Re: schema.org and proto-data, was Re: schema.org as reconstructed from the human-readable information at schema.org from Peter Patel-Schneider on 2013-10-30 (public-vocabs@w3.org from October 2013)

From: Peter Patel-Schneider <pfpschneider@gmail.com>
Date: Wed, 30 Oct 2013 11:56:55 -0700
To: Martin Hepp <martin.hepp@unibw.de>
Cc: Guha <guha@google.com>, W3C Vocabularies <public-vocabs@w3.org>
Message-ID: <CAMpDgVzAj0yscELnhQLG3w3OwQuWSQevexJdWjjoQjOjyx1f8Q@mail.gmail.com>

I don't understand.

You appear to be saying that there is some non-determinism in the
processing of Web data.  That doesn't make sense.

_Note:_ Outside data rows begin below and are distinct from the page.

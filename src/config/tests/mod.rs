//! Unit tests for config module
//!
//! Tests configuration types, defaults, and serialization.
//! No filesystem dependencies - all in-memory.

#![allow(clippy::panic, clippy::unwrap_used)]

use crate::{
    MediabarError,
    config::{Config, LogLevel, MediaConfig},
};

#[test]
fn media_defaults() {
    let media = MediaConfig::default();

    assert!(media.ignored_players.is_empty());
    assert!(media.scroll_title);
    assert_eq!(media.scroll_interval_ms, 200);
    assert_eq!(media.scroll_step, 2);
    assert_eq!(media.scroll_before_timeout_s, 5);
    assert_eq!(media.title_max_width, 40);
    assert_eq!(media.stopped_grace_ms, 2000);
    assert_eq!(media.position_poll_ms, 250);
    assert!(media.tooltip);
}

#[test]
fn config_serialize_toml() {
    let toml_str = toml::to_string(&Config::default()).unwrap();

    assert!(toml_str.contains("[general]"));
    assert!(toml_str.contains("[media]"));
}

#[test]
fn config_serialize_roundtrip() {
    let original = Config {
        media: MediaConfig {
            ignored_players: "spotify, firefox".to_string(),
            title_max_width: 25,
            ..MediaConfig::default()
        },
        ..Config::default()
    };

    let toml_str = toml::to_string(&original).unwrap();
    let deserialized: Config = toml::from_str(&toml_str).unwrap();

    assert_eq!(original, deserialized);
}

#[test]
fn config_empty_toml() {
    let config = Config::from_toml("").unwrap();

    assert_eq!(config, Config::default());
}

#[test]
fn config_partial_media_section() {
    let config = Config::from_toml(
        r#"
        [general]
        log_level = "debug"

        [media]
        ignored_players = "Spotify"
        scroll_title = false
    "#,
    )
    .unwrap();

    assert_eq!(config.general.log_level, LogLevel::Debug);
    assert_eq!(config.media.ignored_players, "Spotify");
    assert!(!config.media.scroll_title);
    assert_eq!(config.media.scroll_interval_ms, 200);
}

#[test]
fn invalid_toml_is_a_parse_error() {
    let err = Config::from_toml("[media\nscroll_step = 2").unwrap_err();

    match err {
        MediabarError::TomlParseError { location, .. } => assert_eq!(location, "string"),
        other => panic!("unexpected error: {other}"),
    }
}

#[test]
fn wrong_type_is_a_parse_error() {
    let err = Config::from_toml("[media]\nscroll_step = \"fast\"").unwrap_err();

    assert!(matches!(err, MediabarError::TomlParseError { .. }));
}

#[test]
fn unknown_log_level_is_rejected() {
    assert!(Config::from_toml("[general]\nlog_level = \"loud\"").is_err());
}

#[test]
fn zero_values_fail_validation() {
    let err = Config::from_toml("[media]\nscroll_interval_ms = 0").unwrap_err();

    match err {
        MediabarError::ConfigValidation { component, details } => {
            assert_eq!(component, "media");
            assert!(details.contains("scroll_interval_ms"));
        }
        other => panic!("unexpected error: {other}"),
    }
}

#[test]
fn schema_describes_media_section() {
    let schema = serde_json::to_string(&Config::schema()).unwrap();

    assert!(schema.contains("ignored_players"));
    assert!(schema.contains("stopped_grace_ms"));
}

Perhaps you meant to say that there is always going to be some
non-determinism in the creation of Web data, perhaps because the creators
aren't attuned to the same concerns that specifiers of Web schemas and
other formalisms are.   Well, maybe, and maybe this is also unavoidable,
but certainly there are good avenues to reduce this problem, including both
good examples of use and good descriptions of the formalism itself.

Absent both of these it is certain that there is going to be a lot of
seemingly random data and seemingly random processing.   My hope is that
there will very soon be much better information available on
schema.orgthat will help a lot.

peter



On Wed, Oct 30, 2013 at 8:24 AM, Martin Hepp <martin.hepp@unibw.de> wrote:

> > Peter,
> >
> >  I don't think Martin implied that there was some kind of mystical,
> non-deterministic process involved in using schema.org markup or that it
> could only be consumed by major search players.
> >
> >  I believe what he was saying (and I concur) is that when you have
> millions of authors providing data, there are so many errors and
> misinterpretations (i.e., noise) that consuming it and constructing
> something meaningful out of it could be non-trivial. Expecting all authors
> to make the kind of subtle (but important to certain academic communities)
> distinctions might be too much.
> >
> > guha
>
> Indeed, this is what I tried to say.
>
> With "non-deterministic" I mean that schemas at Web scale do not
> "guarantee" the outcomes of computational operations over the respective
> instance data in any way near to how schemas in closed, controlled database
> settings do (at least in theory). Instead, they are limited to influencing
> the probabilities of the respective operations.
>
> My main claim, outlined in my EKAW 2012 keynote (video here:
> https://vimeo.com/51152934) is that consuming data based on shared
> conceptual structures at Web scale is a probabilistic setting. There are no
> guarantees of which results will come out of computational operations over
> the data.
>
> In essence, I state that shared conceptual structures at Web scale do to
> the nature of data processing something similar to what Heisenberg's
> uncertainty principle [2] did to the world of physics.
>
> For instance, the more precisely you define the semantics of a conceptual
> element, the less likely will it become that the provider and consumer of
> data associate the exact same set of entities with that type.
>
> I hope to elaborate that a little bit further in writing, but that is what
> I can contribute at that point.
>
> Note that this view goes radically further than the idea of "noise", "data
> quality issues", and "data provenance", because those terms are rooted in
> the notion of a controlled, relatively static setting, which the Web is
> clearly not.
>
> Martin
>
>
> [1] From Ontologies to Web Ontologies: Lessons learned from Conceptual
> Modeling for the WWW
> Keynote talk at EKAW 2012, Galway, Ireland. https://vimeo.com/51152934
> [2] http://en.wikipedia.org/wiki/Uncertainty_principle
>
>

Received on Wednesday, 30 October 2013 18:57:23 UTC